====== INPUT MATERIAL ======

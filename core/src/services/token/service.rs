//! Main token service implementation

use chrono::Utc;
use jsonwebtoken::errors::ErrorKind;
use jsonwebtoken::{decode, encode, Algorithm, DecodingKey, EncodingKey, Header, Validation};
use nest_shared::config::auth::MIN_SECRET_LENGTH;

use crate::domain::entities::token::{AccessToken, Claims};
use crate::domain::entities::user::User;
use crate::errors::{DomainError, TokenError};

use super::config::TokenServiceConfig;

/// Service issuing and verifying HS256 access tokens
pub struct TokenService {
    config: TokenServiceConfig,
    encoding_key: EncodingKey,
    decoding_key: DecodingKey,
    validation: Validation,
}

impl TokenService {
    /// Creates a new token service instance
    ///
    /// # Returns
    ///
    /// A new `TokenService`, or `DomainError::Validation` if the secret is
    /// shorter than the accepted minimum
    pub fn new(config: TokenServiceConfig) -> Result<Self, DomainError> {
        if config.jwt_secret.len() < MIN_SECRET_LENGTH {
            return Err(DomainError::Validation {
                message: format!("JWT secret must be at least {} bytes", MIN_SECRET_LENGTH),
            });
        }

        let encoding_key = EncodingKey::from_secret(config.jwt_secret.as_bytes());
        let decoding_key = DecodingKey::from_secret(config.jwt_secret.as_bytes());

        let mut validation = Validation::new(Algorithm::HS256);
        validation.set_issuer(&[config.issuer.as_str()]);
        validation.set_audience(&[config.audience.as_str()]);
        validation.validate_exp = true;
        validation.validate_nbf = true;

        Ok(Self {
            config,
            encoding_key,
            decoding_key,
            validation,
        })
    }

    pub fn config(&self) -> &TokenServiceConfig {
        &self.config
    }

    /// Issues an access token whose subject is the user's verified mobile
    ///
    /// # Returns
    ///
    /// * `Ok(AccessToken)` - Signed bearer token and its lifetime
    /// * `Err(DomainError::Token(TokenGenerationFailed))` - Encoding failed
    pub fn issue_access_token(&self, user: &User) -> Result<AccessToken, DomainError> {
        let claims = Claims::new_access_token(
            user,
            Utc::now(),
            self.config.access_token_expiry_minutes,
            &self.config.issuer,
            &self.config.audience,
        );
        let token = self.encode_jwt(&claims)?;

        tracing::debug!(
            user_id = %user.id,
            jti = %claims.jti,
            event = "access_token_issued",
            "Issued access token"
        );

        Ok(AccessToken::bearer(
            token,
            self.config.access_token_expiry_seconds(),
        ))
    }

    /// Verifies signature, issuer, audience, `exp` and `nbf`
    ///
    /// # Returns
    ///
    /// * `Ok(Claims)` - The decoded claims
    /// * `Err(DomainError::Token(TokenExpired))` - Token past its expiry
    /// * `Err(DomainError::Token(InvalidToken))` - Any other validation failure
    pub fn verify_access_token(&self, token: &str) -> Result<Claims, DomainError> {
        decode::<Claims>(token, &self.decoding_key, &self.validation)
            .map(|data| data.claims)
            .map_err(|e| match e.kind() {
                ErrorKind::ExpiredSignature => DomainError::Token(TokenError::TokenExpired),
                _ => DomainError::Token(TokenError::InvalidToken),
            })
    }

    /// Signs arbitrary claims with the service key
    pub(crate) fn encode_jwt(&self, claims: &Claims) -> Result<String, DomainError> {
        encode(&Header::new(Algorithm::HS256), claims, &self.encoding_key).map_err(|e| {
            tracing::error!(error = %e, event = "token_encoding_failed", "Failed to encode JWT");
            DomainError::Token(TokenError::TokenGenerationFailed)
        })
    }
}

======

(DESCRIPTION OF THE TASK): Give the entries again, every one of them exactly.

(TASK RESULT):
filename core/src/services/token/service.rs
//! Main token service implementation

use chrono::Utc;
use jsonwebtoken::errors::ErrorKind;
use jsonwebtoken::{decode, encode, Algorithm, DecodingKey, EncodingKey, Header, Validation};
use nest_shared::config::auth::MIN_SECRET_LENGTH;

use crate::domain::entities::token::{AccessToken, Claims};
use crate::domain::entities::user::User;
use crate::errors::{DomainError, TokenError};

use super::config::TokenServiceConfig;

/// Service issuing and verifying HS256 access tokens
pub struct TokenService {
    config: TokenServiceConfig,
    encoding_key: EncodingKey,
    decoding_key: DecodingKey,
    validation: Validation,
}

impl TokenService {
    /// Creates a new token service instance
    ///
    /// # Returns
    ///
    /// A new `TokenService`, or `DomainError::Validation` if the secret is
    /// shorter than the accepted minimum
    pub fn new(config: TokenServiceConfig) -> Result<Self, DomainError> {
        if config.jwt_secret.len() < MIN_SECRET_LENGTH {
            return Err(DomainError::Validation {
                message: format!("JWT secret must be at least {} bytes", MIN_SECRET_LENGTH),
            });
        }

        let encoding_key = EncodingKey::from_secret(config.jwt_secret.as_bytes());
        let decoding_key = DecodingKey::from_secret(config.jwt_secret.as_bytes());

        let mut validation = Validation::new(Algorithm::HS256);
        validation.set_issuer(&[config.issuer.as_str()]);
        validation.set_audience(&[config.audience.as_str()]);
        validation.validate_exp = true;
        validation.validate_nbf = true;

        Ok(Self {
            config,
            encoding_key,
            decoding_key,
            validation,
        })
    }

    pub fn config(&self) -> &TokenServiceConfig {
        &self.config
    }

    /// Issues an access token whose subject is the user's verified mobile
    ///
    /// # Returns
    ///
    /// * `Ok(AccessToken)` - Signed bearer token and its lifetime
    /// * `Err(DomainError::Token(TokenGenerationFailed))` - Encoding failed
    pub fn issue_access_token(&self, user: &User) -> Result<AccessToken, DomainError> {
        let claims = Claims::new_access_token(
            user,
            Utc::now(),
            self.config.access_token_expiry_minutes,
            &self.config.issuer,
            &self.config.audience,
        );
        let token = self.encode_jwt(&claims)?;

        tracing::debug!(
            user_id = %user.id,
            jti = %claims.jti,
            event = "access_token_issued",
            "Issued access token"
        );

        Ok(AccessToken::bearer(
            token,
            self.config.access_token_expiry_seconds(),
        ))
    }

    /// Verifies signature, issuer, audience, `exp` and `nbf`
    ///
    /// # Returns
    ///
    /// * `Ok(Claims)` - The decoded claims
    /// * `Err(DomainError::Token(TokenExpired))` - Token past its expiry
    /// * `Err(DomainError::Token(InvalidToken))` - Any other validation failure
    pub fn verify_access_token(&self, token: &str) -> Result<Claims, DomainError> {
        decode::<Claims>(token, &self.decoding_key, &self.validation)
            .map(|data| data.claims)
            .map_err(|e| match e.kind() {
                ErrorKind::ExpiredSignature => DomainError::Token(TokenError::TokenExpired),
                _ => DomainError::Token(TokenError::InvalidToken),
            })
    }

    /// Signs arbitrary claims with the service key
    pub(crate) fn encode_jwt(&self, claims: &Claims) -> Result<String, DomainError> {
        encode(&Header::new(Algorithm::HS256), claims, &self.encoding_key).map_err(|e| {
            tracing::error!(error = %e, event = "token_encoding_failed", "Failed to encode JWT");
            DomainError::Token(TokenError::TokenGenerationFailed)
        })
    }
}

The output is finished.